_What you are asked to do_. If a line in the records below contains the word "Coord", copy it out.
-- Opening Marker --
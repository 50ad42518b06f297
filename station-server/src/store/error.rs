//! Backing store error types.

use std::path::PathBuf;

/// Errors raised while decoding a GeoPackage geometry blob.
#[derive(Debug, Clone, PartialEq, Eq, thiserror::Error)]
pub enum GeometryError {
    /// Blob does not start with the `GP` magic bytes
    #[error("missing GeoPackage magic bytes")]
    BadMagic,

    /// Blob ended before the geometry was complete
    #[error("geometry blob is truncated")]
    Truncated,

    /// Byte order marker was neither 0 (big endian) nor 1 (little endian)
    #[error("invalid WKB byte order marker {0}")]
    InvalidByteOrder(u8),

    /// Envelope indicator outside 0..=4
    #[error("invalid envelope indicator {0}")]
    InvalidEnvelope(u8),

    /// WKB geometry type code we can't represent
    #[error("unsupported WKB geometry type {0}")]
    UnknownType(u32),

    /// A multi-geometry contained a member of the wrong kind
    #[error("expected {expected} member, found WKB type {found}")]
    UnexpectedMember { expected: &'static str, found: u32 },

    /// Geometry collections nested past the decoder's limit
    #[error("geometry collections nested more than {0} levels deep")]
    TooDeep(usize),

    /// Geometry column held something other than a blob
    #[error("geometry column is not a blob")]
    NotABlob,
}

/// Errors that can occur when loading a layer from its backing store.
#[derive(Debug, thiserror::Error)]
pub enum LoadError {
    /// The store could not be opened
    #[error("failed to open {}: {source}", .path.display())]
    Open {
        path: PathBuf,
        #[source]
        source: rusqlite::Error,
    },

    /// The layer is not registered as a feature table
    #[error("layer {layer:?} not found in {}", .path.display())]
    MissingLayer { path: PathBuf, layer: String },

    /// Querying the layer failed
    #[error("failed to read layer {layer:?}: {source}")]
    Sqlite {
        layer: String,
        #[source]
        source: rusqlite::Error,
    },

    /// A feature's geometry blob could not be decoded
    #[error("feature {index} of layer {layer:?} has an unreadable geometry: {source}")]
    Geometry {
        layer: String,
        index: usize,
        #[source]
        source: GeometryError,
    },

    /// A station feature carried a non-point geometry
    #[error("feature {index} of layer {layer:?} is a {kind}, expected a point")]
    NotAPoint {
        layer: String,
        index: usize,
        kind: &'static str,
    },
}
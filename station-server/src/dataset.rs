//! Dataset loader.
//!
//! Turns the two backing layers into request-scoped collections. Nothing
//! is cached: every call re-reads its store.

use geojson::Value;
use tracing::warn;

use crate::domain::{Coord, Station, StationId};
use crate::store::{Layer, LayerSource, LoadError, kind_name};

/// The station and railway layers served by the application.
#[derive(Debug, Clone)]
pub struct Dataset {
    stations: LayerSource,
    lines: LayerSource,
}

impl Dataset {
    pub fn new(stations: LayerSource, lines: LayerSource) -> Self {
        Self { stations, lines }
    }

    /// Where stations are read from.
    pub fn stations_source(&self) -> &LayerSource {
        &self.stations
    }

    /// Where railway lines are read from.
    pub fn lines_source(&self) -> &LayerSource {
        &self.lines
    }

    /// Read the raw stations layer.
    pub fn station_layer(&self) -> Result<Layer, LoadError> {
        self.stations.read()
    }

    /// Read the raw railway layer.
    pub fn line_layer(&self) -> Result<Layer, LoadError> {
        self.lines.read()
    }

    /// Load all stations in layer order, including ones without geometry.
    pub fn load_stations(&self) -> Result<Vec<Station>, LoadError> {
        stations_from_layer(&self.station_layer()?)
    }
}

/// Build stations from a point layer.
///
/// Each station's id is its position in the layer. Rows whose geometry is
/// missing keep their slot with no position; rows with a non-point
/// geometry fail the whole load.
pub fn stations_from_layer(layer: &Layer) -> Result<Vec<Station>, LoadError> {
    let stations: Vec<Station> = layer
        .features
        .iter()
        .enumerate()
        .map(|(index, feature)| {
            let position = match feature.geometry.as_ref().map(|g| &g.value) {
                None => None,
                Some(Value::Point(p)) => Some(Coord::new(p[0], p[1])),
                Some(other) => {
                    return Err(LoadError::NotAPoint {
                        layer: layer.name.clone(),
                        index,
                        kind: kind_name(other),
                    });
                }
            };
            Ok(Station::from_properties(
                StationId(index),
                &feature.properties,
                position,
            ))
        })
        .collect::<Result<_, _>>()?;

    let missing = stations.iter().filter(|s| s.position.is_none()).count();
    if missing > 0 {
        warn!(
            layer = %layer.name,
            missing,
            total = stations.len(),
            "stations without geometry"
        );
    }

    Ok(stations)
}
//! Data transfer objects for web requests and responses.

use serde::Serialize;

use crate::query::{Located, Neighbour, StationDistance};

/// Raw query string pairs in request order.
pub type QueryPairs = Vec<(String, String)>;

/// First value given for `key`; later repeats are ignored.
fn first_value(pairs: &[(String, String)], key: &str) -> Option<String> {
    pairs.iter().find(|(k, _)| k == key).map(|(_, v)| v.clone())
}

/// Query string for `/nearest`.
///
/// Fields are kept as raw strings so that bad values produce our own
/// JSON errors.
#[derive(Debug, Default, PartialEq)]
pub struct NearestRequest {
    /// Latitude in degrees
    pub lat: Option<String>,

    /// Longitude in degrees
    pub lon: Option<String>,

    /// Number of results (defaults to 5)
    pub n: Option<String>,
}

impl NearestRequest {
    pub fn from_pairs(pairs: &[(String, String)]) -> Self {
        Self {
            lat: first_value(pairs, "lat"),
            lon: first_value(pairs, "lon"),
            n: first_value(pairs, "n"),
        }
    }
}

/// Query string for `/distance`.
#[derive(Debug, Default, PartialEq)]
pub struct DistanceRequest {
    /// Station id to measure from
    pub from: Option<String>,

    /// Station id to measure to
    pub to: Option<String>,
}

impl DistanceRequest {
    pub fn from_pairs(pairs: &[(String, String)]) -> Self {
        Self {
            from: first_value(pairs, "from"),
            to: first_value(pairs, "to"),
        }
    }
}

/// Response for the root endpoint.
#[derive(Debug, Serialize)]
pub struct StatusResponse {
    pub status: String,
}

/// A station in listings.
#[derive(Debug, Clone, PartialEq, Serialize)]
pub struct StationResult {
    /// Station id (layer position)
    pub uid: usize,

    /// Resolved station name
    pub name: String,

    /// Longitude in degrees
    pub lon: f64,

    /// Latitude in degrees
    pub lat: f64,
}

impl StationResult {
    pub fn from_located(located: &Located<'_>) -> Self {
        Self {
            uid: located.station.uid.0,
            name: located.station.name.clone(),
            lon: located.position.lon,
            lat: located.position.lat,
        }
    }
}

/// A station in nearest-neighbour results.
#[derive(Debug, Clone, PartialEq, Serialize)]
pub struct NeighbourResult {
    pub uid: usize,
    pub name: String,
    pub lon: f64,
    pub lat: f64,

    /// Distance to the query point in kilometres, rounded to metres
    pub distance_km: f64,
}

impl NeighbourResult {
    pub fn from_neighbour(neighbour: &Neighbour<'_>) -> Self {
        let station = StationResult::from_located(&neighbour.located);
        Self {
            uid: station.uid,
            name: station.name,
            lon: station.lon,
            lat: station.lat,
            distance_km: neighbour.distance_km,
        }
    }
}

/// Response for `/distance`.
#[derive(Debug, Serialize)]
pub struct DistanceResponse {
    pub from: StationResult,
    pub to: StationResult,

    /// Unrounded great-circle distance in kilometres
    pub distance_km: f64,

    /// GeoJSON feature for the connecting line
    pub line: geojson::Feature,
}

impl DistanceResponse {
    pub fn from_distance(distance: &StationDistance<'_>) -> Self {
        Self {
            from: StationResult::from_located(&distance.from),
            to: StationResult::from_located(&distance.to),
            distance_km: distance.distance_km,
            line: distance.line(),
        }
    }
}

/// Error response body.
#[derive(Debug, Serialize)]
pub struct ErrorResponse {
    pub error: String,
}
-- Closing Marker --
_Response box_.
use crate::domain::{Coord, Station, StationId};
                Some(Value::Point(p)) => Some(Coord::new(p[0], p[1])),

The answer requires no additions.